But I you won’t see a menu like the one that appeared in February 1918, during World War One.  If you were part of the right crowd in New York City that year, you might have gotten an invitation to a “conservation luncheon” at the American Museum of Natural History, with cooking by the head chef of the legendary Delmonico’s Restaurant.  The featured ingredient:  whale meat.  Yes, whale meat, a food that is “about as ‘delicious a morsel’ as the most aesthetic or sophisticated palate could possibly yearn for,” according to Federal Food Administrator Arthur William, as reported in an article in the February 9, 1918 New York Times. (The full text of the article is included after the break.)

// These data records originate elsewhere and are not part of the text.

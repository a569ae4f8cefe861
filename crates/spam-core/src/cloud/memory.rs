//! In-process simulated control plane.
//!
//! Behaves like a small, strict cloud: ids are UUIDs, names are not unique,
//! deletes respect dependencies (a network with subnets cannot go, an
//! attached volume cannot go) and sessions authenticate against the users
//! it knows. Faults can be injected per `(kind, operation)`.

use std::collections::{BTreeMap, HashMap};
use std::sync::{Arc, Mutex, MutexGuard, PoisonError};

use serde_json::{json, Value};

use crate::api::{Cloud, Connector, ResourceApi};
use crate::error::{Result, SpamError};
use crate::types::{Attrs, Collection, Credential, RemoteObject, ResourceKind};

// ---------------------------------------------------------------------------
// World state
// ---------------------------------------------------------------------------

#[derive(Debug)]
struct Fault {
    kind: ResourceKind,
    operation: String,
    remaining: Option<u32>,
}

#[derive(Debug, Default)]
struct World {
    objects: BTreeMap<ResourceKind, BTreeMap<String, RemoteObject>>,
    quotas: BTreeMap<(Collection, String), Attrs>,
    passwords: HashMap<String, String>,
    faults: Vec<Fault>,
    calls: BTreeMap<(ResourceKind, String), usize>,
}

impl World {
    /// Count the call and fire a matching fault, if any.
    fn enter(&mut self, kind: ResourceKind, operation: &str) -> Result<()> {
        *self
            .calls
            .entry((kind, operation.to_string()))
            .or_default() += 1;
        let Some(pos) = self
            .faults
            .iter()
            .position(|f| f.kind == kind && f.operation == operation)
        else {
            return Ok(());
        };
        let exhausted = match self.faults[pos].remaining.as_mut() {
            Some(n) => {
                *n = n.saturating_sub(1);
                *n == 0
            }
            None => false,
        };
        if exhausted {
            self.faults.remove(pos);
        }
        Err(SpamError::remote(operation, kind.as_str(), "503 injected fault"))
    }

    fn table(&mut self, kind: ResourceKind) -> &mut BTreeMap<String, RemoteObject> {
        self.objects.entry(kind).or_default()
    }

    fn exists(&self, kind: ResourceKind, id: &str) -> bool {
        self.objects.get(&kind).is_some_and(|t| t.contains_key(id))
    }

    fn lookup(&self, kind: ResourceKind, id: &str, operation: &str) -> Result<RemoteObject> {
        self.objects
            .get(&kind)
            .and_then(|t| t.get(id))
            .cloned()
            .ok_or_else(|| not_found(kind, operation, id))
    }

    fn referenced_by(&self, kind: ResourceKind, key: &str, id: &str) -> usize {
        self.objects
            .get(&kind)
            .map(|t| t.values().filter(|o| o.str_attr(key) == Some(id)).count())
            .unwrap_or(0)
    }
}

fn not_found(kind: ResourceKind, operation: &str, id: &str) -> SpamError {
    SpamError::remote(
        operation,
        kind.as_str(),
        format!("404 Not Found: {} {id}", kind.singular()),
    )
}

fn rejected(kind: ResourceKind, operation: &str, message: impl std::fmt::Display) -> SpamError {
    SpamError::remote(operation, kind.as_str(), message)
}

// ---------------------------------------------------------------------------
// MemoryCloud
// ---------------------------------------------------------------------------

/// Handle to one simulated cloud. Clones share state.
#[derive(Debug, Clone, Default)]
pub struct MemoryCloud {
    world: Arc<Mutex<World>>,
}

impl MemoryCloud {
    pub fn new() -> Self {
        Self::default()
    }

    /// A cloud holding the administrative user and tenancy, the base image
    /// and two flavors.
    pub fn seeded(admin: &Credential, admin_project: &str, base_image: &str) -> Self {
        let cloud = Self::new();
        let project = cloud.insert(
            ResourceKind::Project,
            RemoteObject::new(uuid::Uuid::new_v4().to_string(), Some(admin_project.into()))
                .with_attr("domain_id", json!(admin.project_domain_id)),
        );
        cloud.insert(
            ResourceKind::User,
            RemoteObject::new(uuid::Uuid::new_v4().to_string(), Some(admin.username.clone()))
                .with_attr("default_project_id", json!(project.id))
                .with_attr("password", json!(admin.password)),
        );
        cloud.insert(
            ResourceKind::Image,
            RemoteObject::new(uuid::Uuid::new_v4().to_string(), Some(base_image.into()))
                .with_attr("status", json!("active")),
        );
        for (name, ram, vcpus) in [("m1.tiny", 512, 1), ("m1.small", 2048, 1)] {
            cloud.insert(
                ResourceKind::Flavor,
                RemoteObject::new(uuid::Uuid::new_v4().to_string(), Some(name.into()))
                    .with_attr("ram", json!(ram))
                    .with_attr("vcpus", json!(vcpus))
                    .with_attr("disk", json!(1)),
            );
        }
        cloud
    }

    fn lock(&self) -> MutexGuard<'_, World> {
        self.world.lock().unwrap_or_else(PoisonError::into_inner)
    }

    /// Place an object directly, bypassing faults and checks.
    pub fn insert(&self, kind: ResourceKind, mut object: RemoteObject) -> RemoteObject {
        let mut world = self.lock();
        if kind == ResourceKind::User {
            if let Some(Value::String(pw)) = object.attrs.remove("password") {
                world.passwords.insert(object.name().to_string(), pw);
            }
        }
        world.table(kind).insert(object.id.clone(), object.clone());
        object
    }

    /// Make `operation` on `kind` fail `times` times, or forever with `None`.
    pub fn fail(&self, kind: ResourceKind, operation: &str, times: Option<u32>) {
        self.lock().faults.push(Fault {
            kind,
            operation: operation.to_string(),
            remaining: times,
        });
    }

    pub fn calls(&self, kind: ResourceKind, operation: &str) -> usize {
        self.lock()
            .calls
            .get(&(kind, operation.to_string()))
            .copied()
            .unwrap_or(0)
    }

    pub fn objects(&self, kind: ResourceKind) -> Vec<RemoteObject> {
        self.lock()
            .objects
            .get(&kind)
            .map(|t| t.values().cloned().collect())
            .unwrap_or_default()
    }

    pub fn quotas(&self, collection: Collection, project_id: &str) -> Option<Attrs> {
        self.lock()
            .quotas
            .get(&(collection, project_id.to_string()))
            .cloned()
    }
}

impl Connector for MemoryCloud {
    fn connect(&self, credential: &Credential) -> Result<Arc<dyn Cloud>> {
        let world = self.lock();
        match world.passwords.get(&credential.username) {
            Some(pw) if *pw == credential.password => {}
            _ => {
                return Err(SpamError::remote(
                    "authenticate",
                    ResourceKind::User.as_str(),
                    format!("401 Unauthorized: {}", credential.username),
                ))
            }
        }
        Ok(Arc::new(Session {
            cloud: self.clone(),
            principal: credential.username.clone(),
        }))
    }
}

// ---------------------------------------------------------------------------
// Session
// ---------------------------------------------------------------------------

struct Session {
    cloud: MemoryCloud,
    principal: String,
}

impl Cloud for Session {
    fn principal(&self) -> &str {
        &self.principal
    }

    fn resource(&self, kind: ResourceKind) -> Result<Arc<dyn ResourceApi>> {
        Ok(Arc::new(MemoryApi {
            cloud: self.cloud.clone(),
            kind,
        }))
    }

    fn update_quotas(&self, collection: Collection, project_id: &str, quotas: &Attrs) -> Result<()> {
        let mut world = self.cloud.lock();
        world.enter(ResourceKind::Project, "update_quotas")?;
        if !world.exists(ResourceKind::Project, project_id) {
            return Err(not_found(ResourceKind::Project, "update_quotas", project_id));
        }
        world
            .quotas
            .insert((collection, project_id.to_string()), quotas.clone());
        Ok(())
    }
}

// ---------------------------------------------------------------------------
// Per-kind API
// ---------------------------------------------------------------------------

struct MemoryApi {
    cloud: MemoryCloud,
    kind: ResourceKind,
}

impl MemoryApi {
    fn require_ref(&self, world: &World, attrs: &Attrs, key: &str, target: ResourceKind) -> Result<String> {
        let id = attrs
            .get(key)
            .and_then(Value::as_str)
            .ok_or_else(|| rejected(self.kind, "create", format!("400 Bad Request: {key} required")))?;
        if !world.exists(target, id) {
            return Err(not_found(target, "create", id));
        }
        Ok(id.to_string())
    }
}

The luncheon menu featured whale meat prepared using several different methods, as well as the dishes of the day (and celery, of course):

Hors d’Oeuvre — Whale.
Whale pot au feu.
Celery. Olives. Radishes.
Corn pone. Nut butter. Delmonico war bread.
Boiled skate. Mustard sauce.
Parsley potatoes.
Planked whale steak, a la Vancouver.
Border of sanip. Onion sauce.
Vegetable salad.
Ice cream. Bisque of black bread,
a la Delmonico.
Ginger bread with raw sugar.  Coffee.

The guests were impressed with the whale, saying that it tasted like venison or beef pot roast.

(I’m intrigued by the bisque of black bread, a la Delmonico, which might be a sweet item since it is listed next to ice cream, possibly some kind of bread pudding?  Perhaps there is a Delmonico’s cookbook with the recipe somewhere…)

Update, May 2016: The mystery of the “Ice cream. Bisque of black bread a la Delmonico” is solved! A version of the recipe appears in a cookbook written by a former chef at Delmonico’s, Charles Ranhofer. My post about rye bread ice cream tells the story and supplies the recipe from around 1900.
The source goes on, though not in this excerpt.